В тот момент, когда Грейн решил взять в качестве примера своего отца, он уже знал, что делать. Он должен приготовить себе еды на субботу, но это должна быть такая еда, которую не требуется держать в холодильнике — ведь когда открывают дверцу холодильника, зажигается лампочка. И вообще, холодильник — это «мукце».[327] Но только что это может быть за еда? Хлеб, фрукты, орехи. Но можно ли щелкать орехи в субботу? Кажется, можно. Посмотрю «Шулхан арух»… Грейн вышел из парка и направился к Коламбус-авеню. Купил черного хлеба, бутылку кукурузного масла, пакет изюма, фунт кураги. На Бродвее он зашел еще в один магазин и купил орехов, миндаля и жестковатых груш. Закупка еды на субботу, причем такой еды, в которой не было никаких ингредиентов животного происхождения, развлекла Грейна. Снова, как в детские годы, он делал покупки на субботу. По дороге он спохватился, что отец не стал бы пользоваться его посудой. Он зашел в магазин, где продавали посуду, и купил тарелку, нож, вилку. Проходя мимо винной лавки, Грейн вспомнил, что для кидуша вечером и утром, а также для обряда гавдалы необходимо вино. В лавке нашлось кошерное вино, и Грейн купил бутылку. Он нес тяжелый пакет, но такси не взял. Где это сказано, что все должно быть легким?

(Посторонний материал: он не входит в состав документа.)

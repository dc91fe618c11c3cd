use std::panic::Location;
use std::path::PathBuf;

use error_location::ErrorLocation;
use thiserror::Error;

/// Errors raised by a durable key-value store.
#[derive(Error, Debug)]
pub enum StorageError {
    #[error("Invalid storage key '{key}' {location}")]
    InvalidKey {
        key: String,
        location: ErrorLocation,
    },

    #[error("Failed to create directory at {path}: {source} {location}")]
    DirCreation {
        path: PathBuf,
        #[source]
        source: std::io::Error,
        location: ErrorLocation,
    },

    #[error("Failed to read {path}: {source} {location}")]
    FileRead {
        path: PathBuf,
        #[source]
        source: std::io::Error,
        location: ErrorLocation,
    },

    #[error("Failed to write {path}: {source} {location}")]
    FileWrite {
        path: PathBuf,
        #[source]
        source: std::io::Error,
        location: ErrorLocation,
    },

    #[error("Failed to remove {path}: {source} {location}")]
    FileRemove {
        path: PathBuf,
        #[source]
        source: std::io::Error,
        location: ErrorLocation,
    },

    #[error("Atomic rename failed from {from} to {to}: {source} {location}")]
    AtomicRename {
        from: PathBuf,
        to: PathBuf,
        #[source]
        source: std::io::Error,
        location: ErrorLocation,
    },

    #[error("Storage quota of {limit} bytes exceeded writing '{key}' {location}")]
    QuotaExceeded {
        key: String,
        limit: usize,
        location: ErrorLocation,
    },

    #[error("Storage unavailable: {message} {location}")]
    Unavailable {
        message: String,
        location: ErrorLocation,
    },
}

impl StorageError {
    /// Whether this error is recoverable via retry.
    pub fn is_transient(&self) -> bool {
        matches!(
            self,
            Self::FileRead { .. }
                | Self::FileWrite { .. }
                | Self::FileRemove { .. }
                | Self::AtomicRename { .. }
        )
    }

    /// User-friendly recovery hint.
    pub fn recovery_hint(&self) -> &'static str {
        match self {
            Self::InvalidKey { .. } => "Internal error addressing session data. Please report this issue.",
            Self::DirCreation { .. } | Self::FileWrite { .. } | Self::AtomicRename { .. } => {
                "Unable to write session data. \
                   Check disk space and file permissions."
            }
            Self::FileRead { .. } => {
                "Unable to read session data. \
                   The file may be locked by another process."
            }
            Self::FileRemove { .. } => {
                "Unable to delete session data. \
                   Check file permissions in the session directory."
            }
            Self::QuotaExceeded { .. } => {
                "Session storage is full. \
                   You stay signed in until this program exits."
            }
            Self::Unavailable { .. } => {
                "Session storage is disabled. \
                   You stay signed in until this program exits."
            }
        }
    }

    /// Creates InvalidKey error at caller location.
    #[track_caller]
    pub fn invalid_key(key: impl Into<String>) -> Self {
        Self::InvalidKey {
            key: key.into(),
            location: ErrorLocation::from(Location::caller()),
        }
    }

    /// Creates DirCreation error at caller location.
    #[track_caller]
    pub fn dir_creation(path: PathBuf, source: std::io::Error) -> Self {
        Self::DirCreation {
            path,
            source,
            location: ErrorLocation::from(Location::caller()),
        }
    }

    /// Creates FileRead error at caller location.
    #[track_caller]
    pub fn file_read(path: PathBuf, source: std::io::Error) -> Self {
        Self::FileRead {
            path,
            source,
            location: ErrorLocation::from(Location::caller()),
        }
    }

    /// Creates FileWrite error at caller location.
    #[track_caller]
    pub fn file_write(path: PathBuf, source: std::io::Error) -> Self {
        Self::FileWrite {
            path,
            source,
            location: ErrorLocation::from(Location::caller()),
        }
    }

    /// Creates FileRemove error at caller location.
    #[track_caller]
    pub fn file_remove(path: PathBuf, source: std::io::Error) -> Self {
        Self::FileRemove {
            path,
            source,
            location: ErrorLocation::from(Location::caller()),
        }
    }

    /// Creates AtomicRename error at caller location.
    #[track_caller]
    pub fn atomic_rename(from: PathBuf, to: PathBuf, source: std::io::Error) -> Self {
        Self::AtomicRename {
            from,
            to,
            source,
            location: ErrorLocation::from(Location::caller()),
        }
    }

    /// Creates QuotaExceeded error at caller location.
    #[track_caller]
    pub fn quota_exceeded(key: impl Into<String>, limit: usize) -> Self {
        Self::QuotaExceeded {
            key: key.into(),
            limit,
            location: ErrorLocation::from(Location::caller()),
        }
    }

    /// Creates Unavailable error at caller location.
    #[track_caller]
    pub fn unavailable(message: impl Into<String>) -> Self {
        Self::Unavailable {
            message: message.into(),
            location: ErrorLocation::from(Location::caller()),
        }
    }
}

pub type StorageErrorResult<T> = std::result::Result<T, StorageError>;

/// Errors surfaced by the session store to its callers.
///
/// Storage failures never appear here; the store logs them and continues in
/// memory.
#[derive(Error, Debug)]
pub enum SessionError {
    #[error("No user data provided for login {location}")]
    EmptyIdentity { location: ErrorLocation },
}

impl SessionError {
    /// Creates EmptyIdentity error at caller location.
    #[track_caller]
    pub fn empty_identity() -> Self {
        Self::EmptyIdentity {
            location: ErrorLocation::from(Location::caller()),
        }
    }
}

pub type SessionErrorResult<T> = std::result::Result<T, SessionError>;
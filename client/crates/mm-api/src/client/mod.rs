pub(crate) mod client;
pub(crate) mod error;

pub use client::ApiClient;
pub use error::{ApiError, GENERIC_FAILURE_MESSAGE, Result as ApiClientResult};
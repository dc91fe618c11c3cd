use crate::models::{gender, role};
use crate::{Gender, Role, UserId};

use serde::{Deserialize, Deserializer, Serialize};
use serde_json::Value;

/// A person as listed by the remote user directory.
///
/// Read-only from the client's perspective. Unknown gender or role values
/// deserialize to `None` rather than rejecting the whole list.
#[derive(Debug, Clone, PartialEq, Serialize, Deserialize)]
pub struct Candidate {
    pub id: UserId,
    #[serde(default)]
    pub username: String,
    #[serde(default, skip_serializing_if = "Option::is_none")]
    pub fullname: Option<String>,
    #[serde(
        default,
        deserialize_with = "gender::lenient",
        skip_serializing_if = "Option::is_none"
    )]
    pub gender: Option<Gender>,
    #[serde(
        default,
        deserialize_with = "role::lenient",
        skip_serializing_if = "Option::is_none"
    )]
    pub role: Option<Role>,
    #[serde(default, skip_serializing_if = "Option::is_none")]
    pub location: Option<String>,
    #[serde(default, skip_serializing_if = "Option::is_none")]
    pub image: Option<String>,
    #[serde(default, skip_serializing_if = "Option::is_none")]
    pub address: Option<String>,
    #[serde(
        default,
        deserialize_with = "lenient_age",
        skip_serializing_if = "Option::is_none"
    )]
    pub age: Option<u32>,
    #[serde(default, skip_serializing_if = "Option::is_none")]
    pub religion: Option<String>,
}

impl Candidate {
    pub fn new(id: impl Into<UserId>, username: impl Into<String>) -> Self {
        Self {
            id: id.into(),
            username: username.into(),
            fullname: None,
            gender: None,
            role: None,
            location: None,
            image: None,
            address: None,
            age: None,
            religion: None,
        }
    }

    pub fn with_gender(mut self, gender: Gender) -> Self {
        self.gender = Some(gender);
        self
    }

    pub fn with_role(mut self, role: Role) -> Self {
        self.role = Some(role);
        self
    }

    pub fn is_admin(&self) -> bool {
        self.role == Some(Role::Admin)
    }

    pub fn display_name(&self) -> &str {
        self.fullname
            .as_deref()
            .filter(|name| !name.trim().is_empty())
            .unwrap_or(&self.username)
    }
}

/// Ages arrive as numbers, numeric strings or blanks depending on who wrote the record.
fn lenient_age<'de, D: Deserializer<'de>>(deserializer: D) -> Result<Option<u32>, D::Error> {
    let value = Option::<Value>::deserialize(deserializer)?;
    Ok(match value {
        Some(Value::Number(n)) => n.as_u64().and_then(|n| u32::try_from(n).ok()),
        Some(Value::String(s)) => s.trim().parse().ok(),
        _ => None,
    })
}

Грейн нес пакет, обливаясь потом. Он только что пошел по избранной им стезе, но уже ощущал удовлетворение от того, что делал нечто существенное. Теперь он не был один. Тысячи евреев готовились, как и он, к субботе.
Лифтер удивился, увидев Грейна с пакетом продуктов. Он знал, что миссис Грейн лежит в больнице, а Грейн живет в каком-то другом месте. «Наверное, поссорился с любовницей?» — подумал этот иноверец. Он молча смотрел на Грейна таким взглядом, который словно говорил: «Я точно знаю, что ты сейчас переживаешь…»
Теперь для Грейна началась работа. У Леи была пара подсвечников. Где-то в кухонном шкафу лежали свечи. Грейн почистил подсвечники и поставил в них свечи. Электрический свет он оставит на субботу только в кабинете, потому что выключать электричество в субботу нельзя. Ну а что с лифтом? Отец не стал бы ездить в субботу на лифте. Правда, это не более чем особо строгое толкование закона. От библейского запрета «Не зажигайте огня во всех жилищах ваших в день субботы»[328] и до современного запрета ездить в субботу на лифте расстояние велико. Однако он должен вести себя в эту субботу точно так же, как вел бы себя его отец. Не уклоняться ни на волос. Да, он будет подниматься на одиннадцатый этаж пешком. Кто сказал, что так уж ужасно ходить по лестнице? Он будет идти с передышками. У него нет, не дай Бог, сердечных заболеваний. Люди в его годы карабкаются на скалы. Даже в Нью-Йорке один день можно прожить без лифта. Ну а что с переноской вещей? Покойный отец не стал бы в субботу носить даже носовой платок в кармане. Он, Грейн, повяжет платок вокруг шеи, как сделал бы его отец…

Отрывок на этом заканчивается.